Noise distracts our attention from what is most important, precious and good.
How we perceive reality is intimately bound up with the faculty of attention. To paraphrase William James, the philosopher and pioneer of modern psychology, in the moment of attention what we attend to is reality.
What we overlook or ignore falls outside the world of our concern. What we don’t give attention to becomes less real, unimportant, regardless of how real and important it may be.
In a very real sense, we choose the world we inhabit through what we give attention to and by the quality of our attention. Though, for many of us, our “choices” go unnoticed. Driven by conditioning and habits that we are largely unaware of, our choices are mostly unconsciousness, and so are barely our choices at all.

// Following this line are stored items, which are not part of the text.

#[cfg(test)]
mod tests {
    use super::*;
    use crate::model::Field;
    use crate::store::mem_backend::MemBackend;
    use crate::store::DEFAULT_DATABASE_NAME;

    async fn make_store() -> ProductStore<MemBackend> {
        ProductStore::open(MemBackend::new(), DEFAULT_DATABASE_NAME)
            .await
            .unwrap()
    }

    fn bag() -> Product {
        Product::new("Bag", "10", "d", "c", "")
    }

    // --- Open ---

    #[tokio::test]
    async fn open_creates_missing_database() {
        let backend = MemBackend::new();
        let store = ProductStore::open(backend.clone(), "shop").await.unwrap();

        let db = backend.snapshot().unwrap();
        assert_eq!(db.name, "shop");
        assert_eq!(db.version, SCHEMA_VERSION);
        assert_eq!(db.next_id, 1);
        assert_eq!(store.name(), "shop");
    }

    #[tokio::test]
    async fn open_is_idempotent() {
        let backend = MemBackend::new();
        let store = ProductStore::open(backend.clone(), "shop").await.unwrap();
        store.create(&bag()).await.unwrap();
        drop(store);

        let commits = backend.commit_count();
        let reopened = ProductStore::open(backend.clone(), "shop").await.unwrap();

        assert_eq!(backend.commit_count(), commits, "clean reopen must not write");
        assert_eq!(reopened.read_all().await.unwrap().len(), 1);
    }

    #[tokio::test]
    async fn open_rejects_newer_schema() {
        let mut db = Database::new("shop");
        db.version = SCHEMA_VERSION + 1;
        let backend = MemBackend::with_database(db);

        let result = ProductStore::open(backend, "shop").await;
        assert!(matches!(
            result,
            Err(StoreError::Open(EngineError::VersionConflict { .. }))
        ));
    }

    #[tokio::test]
    async fn open_rejects_foreign_database() {
        let backend = MemBackend::with_database(Database::new("other"));
        let result = ProductStore::open(backend, "shop").await;
        assert!(matches!(
            result,
            Err(StoreError::Open(EngineError::Corrupt(_)))
        ));
    }

    #[tokio::test]
    async fn open_fails_when_engine_unreadable() {
        let backend = MemBackend::new();
        backend.set_simulate_read_error(true);
        let result = ProductStore::open(backend, "shop").await;
        assert!(matches!(result, Err(StoreError::Open(_))));
    }

    #[tokio::test]
    async fn open_fails_when_creation_cannot_commit() {
        let backend = MemBackend::new();
        backend.set_simulate_write_error(true);
        let result = ProductStore::open(backend, "shop").await;
        assert!(matches!(result, Err(StoreError::Open(_))));
    }

    #[tokio::test]
    async fn open_upgrades_and_repairs_old_documents() {
        let mut db = Database::new("shop");
        db.version = 0;
        db.next_id = 1;
        db.products = vec![
            bag().with_id(ProductId::new(5)),
            Product::new("Loose", "1", "", "", ""),
            bag().with_id(ProductId::new(2)),
        ];
        let backend = MemBackend::with_database(db);

        let store = ProductStore::open(backend.clone(), "shop").await.unwrap();
        let repaired = backend.snapshot().unwrap();

        assert_eq!(repaired.version, SCHEMA_VERSION);
        let ids: Vec<u64> = repaired
            .products
            .iter()
            .map(|p| p.id.unwrap().get())
            .collect();
        assert_eq!(ids, vec![2, 5, 6]);
        assert_eq!(repaired.next_id, 7);

        let id = store.create(&bag()).await.unwrap();
        assert_eq!(id, ProductId::new(7));
    }

    #[tokio::test]
    async fn open_keeps_every_record_sharing_an_id() {
        let mut db = Database::new("shop");
        db.next_id = 2;
        db.products = vec![
            Product::new("Bag", "10", "d", "c", "").with_id(ProductId::new(1)),
            Product::new("Hat", "5", "d", "c", "").with_id(ProductId::new(1)),
        ];
        let backend = MemBackend::with_database(db);

        let store = ProductStore::open(backend.clone(), "shop").await.unwrap();

        let all = store.read_all().await.unwrap();
        assert_eq!(all.len(), 2);
        assert_eq!(all[0].name, "Bag");
        assert_eq!(all[0].id, Some(ProductId::new(1)));
        assert_eq!(all[1].name, "Hat");
        assert_eq!(all[1].id, Some(ProductId::new(2)));

        let repaired = backend.snapshot().unwrap();
        assert_eq!(repaired.products.len(), 2);
        assert_eq!(repaired.next_id, 3);
    }

    #[tokio::test]
    async fn open_raises_a_zero_key_generator() {
        let mut db = Database::new("shop");
        db.next_id = 0;
        let backend = MemBackend::with_database(db);

        let store = ProductStore::open(backend.clone(), "shop").await.unwrap();
        assert_eq!(backend.snapshot().unwrap().next_id, 1);

        let id = store.create(&bag()).await.unwrap();
        assert_eq!(id, ProductId::new(1));
    }

    // --- Create / ReadAll ---

    #[tokio::test]
    async fn create_assigns_strictly_increasing_ids() {
        let store = make_store().await;
        let mut last = 0;
        for _ in 0..5 {
            let id = store.create(&bag()).await.unwrap().get();
            assert!(id > last);
            last = id;
        }
    }

    #[tokio::test]
    async fn ids_are_not_reused_after_delete() {
        let store = make_store().await;
        let first = store.create(&bag()).await.unwrap();
        let second = store.create(&bag()).await.unwrap();
        store.delete(second).await.unwrap();
        store.delete(first).await.unwrap();

        let third = store.create(&bag()).await.unwrap();
        assert!(third > second);
    }

    #[tokio::test]
    async fn create_then_read_all_round_trips() {
        let store = make_store().await;
        let product = Product::new("Lamp", "19.99", "desk lamp", "home", "data:image/png;base64,AA==");
        let id = store.create(&product).await.unwrap();

        let all = store.read_all().await.unwrap();
        assert_eq!(all, vec![product.with_id(id)]);
    }

    #[tokio::test]
    async fn create_ignores_supplied_id() {
        let store = make_store().await;
        let id = store
            .create(&bag().with_id(ProductId::new(99)))
            .await
            .unwrap();
        assert_eq!(id, ProductId::new(1));
    }

    #[tokio::test]
    async fn create_fails_on_write_error_and_persists_nothing() {
        let backend = MemBackend::new();
        let store = ProductStore::open(backend.clone(), "shop").await.unwrap();
        backend.set_simulate_write_error(true);

        let result = store.create(&bag()).await;
        assert!(matches!(result, Err(StoreError::Write(_))));

        backend.set_simulate_write_error(false);
        assert!(store.read_all().await.unwrap().is_empty());
        // The failed transaction did not consume a key.
        assert_eq!(store.create(&bag()).await.unwrap(), ProductId::new(1));
    }

    #[tokio::test]
    async fn read_all_fails_on_read_error() {
        let backend = MemBackend::new();
        let store = ProductStore::open(backend.clone(), "shop").await.unwrap();
        backend.set_simulate_read_error(true);

        assert!(matches!(store.read_all().await, Err(StoreError::Read(_))));
    }

    // --- Update ---

    #[tokio::test]
    async fn update_merges_partial_fields() {
        let store = make_store().await;
        let id = store.create(&bag()).await.unwrap();

        let patch = ProductPatch::new().set(Field::Price, "12.5");
        let updated = store.update(id, &patch).await.unwrap();

        let expected = Product::new("Bag", "12.5", "d", "c", "").with_id(id);
        assert_eq!(updated, expected);
        assert_eq!(store.read_all().await.unwrap(), vec![expected]);
    }

    #[tokio::test]
    async fn update_missing_id_is_not_found_and_creates_nothing() {
        let store = make_store().await;
        let patch = ProductPatch::from(bag());

        let result = store.update(ProductId::new(42), &patch).await;
        assert!(matches!(result, Err(StoreError::NotFound(id)) if id == ProductId::new(42)));
        assert!(store.read_all().await.unwrap().is_empty());
    }

    #[tokio::test]
    async fn update_read_half_failure_is_write_error() {
        let backend = MemBackend::new();
        let store = ProductStore::open(backend.clone(), "shop").await.unwrap();
        let id = store.create(&bag()).await.unwrap();
        backend.set_simulate_read_error(true);

        let result = store.update(id, &ProductPatch::new()).await;
        assert!(matches!(result, Err(StoreError::Write(_))));
    }

    #[tokio::test]
    async fn update_write_half_failure_leaves_record_unchanged() {
        let backend = MemBackend::new();
        let store = ProductStore::open(backend.clone(), "shop").await.unwrap();
        let id = store.create(&bag()).await.unwrap();
        backend.set_simulate_write_error(true);

        let patch = ProductPatch::new().set(Field::Name, "Sack");
        assert!(matches!(
            store.update(id, &patch).await,
            Err(StoreError::Write(_))
        ));

        backend.set_simulate_write_error(false);
        assert_eq!(store.read_all().await.unwrap()[0].name, "Bag");
    }

    // --- Delete ---

    #[tokio::test]
    async fn delete_missing_id_is_a_noop() {
        let backend = MemBackend::new();
        let store = ProductStore::open(backend.clone(), "shop").await.unwrap();
        store.create(&bag()).await.unwrap();
        let before = store.read_all().await.unwrap();
        let commits = backend.commit_count();

        store.delete(ProductId::new(1000)).await.unwrap();

        assert_eq!(store.read_all().await.unwrap(), before);
        assert_eq!(backend.commit_count(), commits);
    }

    #[tokio::test]
    async fn delete_fails_on_write_error() {
        let backend = MemBackend::new();
        let store = ProductStore::open(backend.clone(), "shop").await.unwrap();
        let id = store.create(&bag()).await.unwrap();
        backend.set_simulate_write_error(true);

        assert!(matches!(store.delete(id).await, Err(StoreError::Write(_))));
    }

    // --- Scenario ---

    #[tokio::test]
    async fn create_update_delete_scenario() {
        let store = make_store().await;

        let id = store.create(&bag()).await.unwrap();
        assert_eq!(id, ProductId::new(1));

        store
            .update(id, &ProductPatch::new().set(Field::Price, "15"))
            .await
            .unwrap();
        assert_eq!(
            store.read_all().await.unwrap(),
            vec![Product::new("Bag", "15", "d", "c", "").with_id(ProductId::new(1))]
        );

        store.delete(id).await.unwrap();
        assert!(store.read_all().await.unwrap().is_empty());
    }

    #[tokio::test]
    async fn concurrent_updates_do_not_lose_writes() {
        let store = make_store().await;
        let id = store.create(&bag()).await.unwrap();

        let rename = ProductPatch::new().set(Field::Name, "Sack");
        let reprice = ProductPatch::new().set(Field::Price, "99");
        let (a, b) = tokio::join!(store.update(id, &rename), store.update(id, &reprice));
        a.unwrap();
        b.unwrap();

        let stored = &store.read_all().await.unwrap()[0];
        assert_eq!(stored.name, "Sack");
        assert_eq!(stored.price, "99");
    }
}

As global leaders prepare for the 27th United Nations summit on climate change (COP27), what isn’t in question is that we have the technological and financial resources needed to halt the tragedy of human-caused climate change and ecological destruction.

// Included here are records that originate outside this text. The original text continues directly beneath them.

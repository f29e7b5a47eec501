//! # Catalog Controller
//!
//! Keeps the in-memory product list in step with the record store and owns the
//! create/edit form lifecycle.
//!
//! ## Mirror Rule
//!
//! The list is only changed after the store confirms a mutation, and only by the exact
//! change the store made. A failed operation is logged, reported as an error message, and
//! leaves the list as the last known-good state. Nothing is retried; callers may simply
//! repeat the action or [`reload`](Catalog::reload).
//!
//! ## Form Lifecycle
//!
//! ```text
//! Closed ──open_create / open_edit──▶ Open ──submit / close──▶ Closed
//! ```
//!
//! Opening while already open replaces the form being edited. Closing discards the
//! transient state without touching the store.
//!
//! ## Addressing
//!
//! Products are addressed by [`ProductId`], never by list position, so the mirror's
//! order cannot cause an edit or delete to hit the wrong record.

use crate::error::{StoreError, StoreResult};
use crate::form::{FormEvent, FormMode, ProductForm};
use crate::model::{Product, ProductId, ProductPatch};
use crate::outcome::{CmdMessage, CmdResult};
use crate::store::RecordStore;
use std::future::Future;
use tracing::{debug, error, warn};

#[derive(Debug, Clone, Copy, PartialEq, Eq)]
pub enum ModalState {
    Closed,
    Open(FormMode),
}

/// Restricts which mirrored products are shown.
#[derive(Debug, Clone, Default, PartialEq, Eq)]
pub struct ProductFilter {
    /// Exact category, compared case-insensitively.
    pub category: Option<String>,
    /// Substring of name, description or category, case-insensitive.
    pub search: Option<String>,
}

impl ProductFilter {
    pub fn matches(&self, product: &Product) -> bool {
        if let Some(category) = &self.category {
            if !product.category.eq_ignore_ascii_case(category) {
                return false;
            }
        }
        if let Some(term) = &self.search {
            let term = term.to_lowercase();
            let hit = [&product.name, &product.description, &product.category]
                .iter()
                .any(|text| text.to_lowercase().contains(&term));
            if !hit {
                return false;
            }
        }
        true
    }
}

pub struct Catalog<S: RecordStore> {
    store: Option<S>,
    products: Vec<Product>,
    form: Option<ProductForm>,
}

impl<S: RecordStore> Catalog<S> {
    /// Open the store and load every product.
    ///
    /// Never fails: an open or read error is logged and the catalog starts empty.
    pub async fn start<F>(open: F) -> Self
    where
        F: Future<Output = StoreResult<S>>,
    {
        let mut catalog = Self {
            store: None,
            products: Vec::new(),
            form: None,
        };

        match open.await {
            Ok(store) => {
                catalog.store = Some(store);
                if let Err(e) = catalog.load().await {
                    error!(error = %e, "Error reading products");
                }
            }
            Err(e) => error!(error = %e, "Database error"),
        }

        catalog
    }

    pub fn store(&self) -> Option<&S> {
        self.store.as_ref()
    }

    /// False when the store could not be opened.
    pub fn is_ready(&self) -> bool {
        self.store.is_some()
    }

    pub fn products(&self) -> &[Product] {
        &self.products
    }

    pub fn get(&self, id: ProductId) -> Option<&Product> {
        self.products.iter().find(|p| p.id == Some(id))
    }

    pub fn filtered(&self, filter: &ProductFilter) -> Vec<&Product> {
        self.products.iter().filter(|p| filter.matches(p)).collect()
    }

    async fn load(&mut self) -> StoreResult<()> {
        let Some(store) = &self.store else {
            return Ok(());
        };
        self.products = store.read_all().await?;
        debug!(count = self.products.len(), "Catalog loaded");
        Ok(())
    }

    /// Re-read the whole list from the store.
    pub async fn reload(&mut self) -> CmdResult {
        if self.store.is_none() {
            return unavailable();
        }
        match self.load().await {
            Ok(()) => CmdResult::default().with_message(CmdMessage::info(format!(
                "Loaded {} products",
                self.products.len()
            ))),
            Err(e) => {
                error!(error = %e, "Error reading products");
                CmdResult::default().with_message(CmdMessage::error(e.to_string()))
            }
        }
    }

    // --- Form lifecycle ---

    pub fn modal(&self) -> ModalState {
        match &self.form {
            Some(form) => ModalState::Open(form.mode()),
            None => ModalState::Closed,
        }
    }

    pub fn open_create(&mut self) -> &mut ProductForm {
        self.open(ProductForm::create())
    }

    /// Open the form on a copy of a mirrored product. Returns None, leaving the
    /// modal as it was, when no product has that id.
    pub fn open_edit(&mut self, id: ProductId) -> Option<&mut ProductForm> {
        let Some(product) = self.get(id) else {
            warn!(%id, "Cannot edit unknown product");
            return None;
        };
        let form = ProductForm::edit(product);
        Some(self.open(form))
    }

    fn open(&mut self, form: ProductForm) -> &mut ProductForm {
        if self.form.is_some() {
            debug!("Form already open, replacing edit target");
        }
        self.form.insert(form)
    }

    pub fn form_mut(&mut self) -> Option<&mut ProductForm> {
        self.form.as_mut()
    }

    /// Discard the open form, if any.
    pub fn close(&mut self) {
        self.form = None;
    }

    /// Submit the open form and close it, whatever the store says.
    pub async fn submit(&mut self) -> CmdResult {
        let Some(form) = self.form.take() else {
            return CmdResult::default().with_message(CmdMessage::warning("No product form is open"));
        };
        self.handle(form.submit()).await
    }

    /// Route a form event to the store and reconcile the mirror.
    pub async fn handle(&mut self, event: FormEvent) -> CmdResult {
        match event {
            FormEvent::Created(product) => self.add(product).await,
            FormEvent::Edited { id, product } => self.edit(id, product).await,
        }
    }

    async fn add(&mut self, product: Product) -> CmdResult {
        let Some(store) = &self.store else {
            return unavailable();
        };

        let mut result = CmdResult::default();
        match store.create(&product).await {
            Ok(id) => {
                let saved = product.with_id(id);
                result.add_message(CmdMessage::success(format!(
                    "Product added (#{}): {}",
                    id, saved.name
                )));
                self.products.push(saved.clone());
                result.affected_products.push(saved);
            }
            Err(e) => {
                error!(error = %e, name = %product.name, "Error adding product");
                result.add_message(CmdMessage::error(e.to_string()));
            }
        }
        result
    }

    async fn edit(&mut self, id: ProductId, product: Product) -> CmdResult {
        let Some(store) = &self.store else {
            return unavailable();
        };

        let mut result = CmdResult::default();
        match store.update(id, &ProductPatch::from(product)).await {
            Ok(updated) => {
                result.add_message(CmdMessage::success(format!(
                    "Product updated (#{}): {}",
                    id, updated.name
                )));
                match self.products.iter().position(|p| p.id == Some(id)) {
                    Some(pos) => self.products[pos] = updated.clone(),
                    None => {
                        warn!(%id, "Updated product was not mirrored, appending");
                        self.products.push(updated.clone());
                    }
                }
                result.affected_products.push(updated);
            }
            Err(StoreError::NotFound(_)) => {
                error!(%id, "Product not found");
                result.add_message(CmdMessage::error(format!("Product not found: #{}", id)));
            }
            Err(e) => {
                error!(%id, error = %e, "Error updating product");
                result.add_message(CmdMessage::error(e.to_string()));
            }
        }
        result
    }

    /// Delete by id. Unknown ids succeed without changes.
    pub async fn delete(&mut self, id: ProductId) -> CmdResult {
        let Some(store) = &self.store else {
            return unavailable();
        };

        let mut result = CmdResult::default();
        if let Err(e) = store.delete(id).await {
            error!(%id, error = %e, "Error deleting product");
            result.add_message(CmdMessage::error(e.to_string()));
            return result;
        }

        match self.products.iter().position(|p| p.id == Some(id)) {
            Some(pos) => {
                let removed = self.products.remove(pos);
                result.add_message(CmdMessage::success(format!(
                    "Product deleted (#{}): {}",
                    id, removed.name
                )));
                result.affected_products.push(removed);
            }
            None => {
                result.add_message(CmdMessage::info(format!("No product #{}, nothing to delete", id)));
            }
        }
        result
    }
}

fn unavailable() -> CmdResult {
    error!("Product store is not open");
    CmdResult::default().with_message(CmdMessage::error(
        "Product store is not available; nothing was saved",
    ))
}
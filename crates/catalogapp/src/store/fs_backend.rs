use super::backend::StorageBackend;
use super::Database;
use crate::error::EngineError;
use async_trait::async_trait;
use std::io::ErrorKind;
use std::path::{Path, PathBuf};
use tokio::fs;
use uuid::Uuid;

pub struct FsBackend {
    root: PathBuf,
    name: String,
}

impl FsBackend {
    pub fn new(root: impl Into<PathBuf>, name: impl Into<String>) -> Self {
        Self {
            root: root.into(),
            name: name.into(),
        }
    }

    pub fn root(&self) -> &Path {
        &self.root
    }

    pub fn database_path(&self) -> PathBuf {
        self.root.join(format!("{}.json", self.name))
    }

    async fn ensure_dir(&self) -> Result<(), EngineError> {
        if fs::metadata(&self.root).await.is_err() {
            fs::create_dir_all(&self.root).await?;
        }
        Ok(())
    }
}

#[async_trait]
impl StorageBackend for FsBackend {
    async fn load(&self) -> Result<Option<Database>, EngineError> {
        let content = match fs::read_to_string(self.database_path()).await {
            Ok(content) => content,
            Err(e) if e.kind() == ErrorKind::NotFound => return Ok(None),
            Err(e) => return Err(EngineError::Io(e)),
        };
        let db: Database = serde_json::from_str(&content)?;
        Ok(Some(db))
    }

    async fn commit(&self, db: &Database) -> Result<(), EngineError> {
        self.ensure_dir().await?;

        let content = serde_json::to_string_pretty(db)?;

        // Atomic write
        let tmp_path = self.root.join(format!(".{}-{}.tmp", self.name, Uuid::new_v4()));
        if let Err(e) = fs::write(&tmp_path, content).await {
            let _ = fs::remove_file(&tmp_path).await;
            return Err(EngineError::Io(e));
        }
        if let Err(e) = fs::rename(&tmp_path, self.database_path()).await {
            let _ = fs::remove_file(&tmp_path).await;
            return Err(EngineError::Io(e));
        }

        Ok(())
    }

    fn location(&self) -> String {
        self.database_path().display().to_string()
    }
}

What is in question, is the extent to which hearts can be awakened, whether governments and corporates can move from a mind-set of self-orientated competition to conscious, ecologically-aware collaboration.
One way or another, we have created a way of seeing, a way of being, that is dislocated and dislocating, which encourages us to forget that every atom of our body, every breath we inhale, is a gift from the Earth and the entire cosmos.
But it doesn’t have to be like this. We can wake up. We can choose a new way of seeing, a new way of being.
When the Pulitzer Prize winning writer and environmental activist Gary Snyder was once asked if he had any advice about climate change and the ecological crisis, he replied, “Don’t feel guilty. Guilt and anger and fear are part of the problem. If you want to save the world, save it because you love it!” 
But we can only love – and will only want to save – what is real to us.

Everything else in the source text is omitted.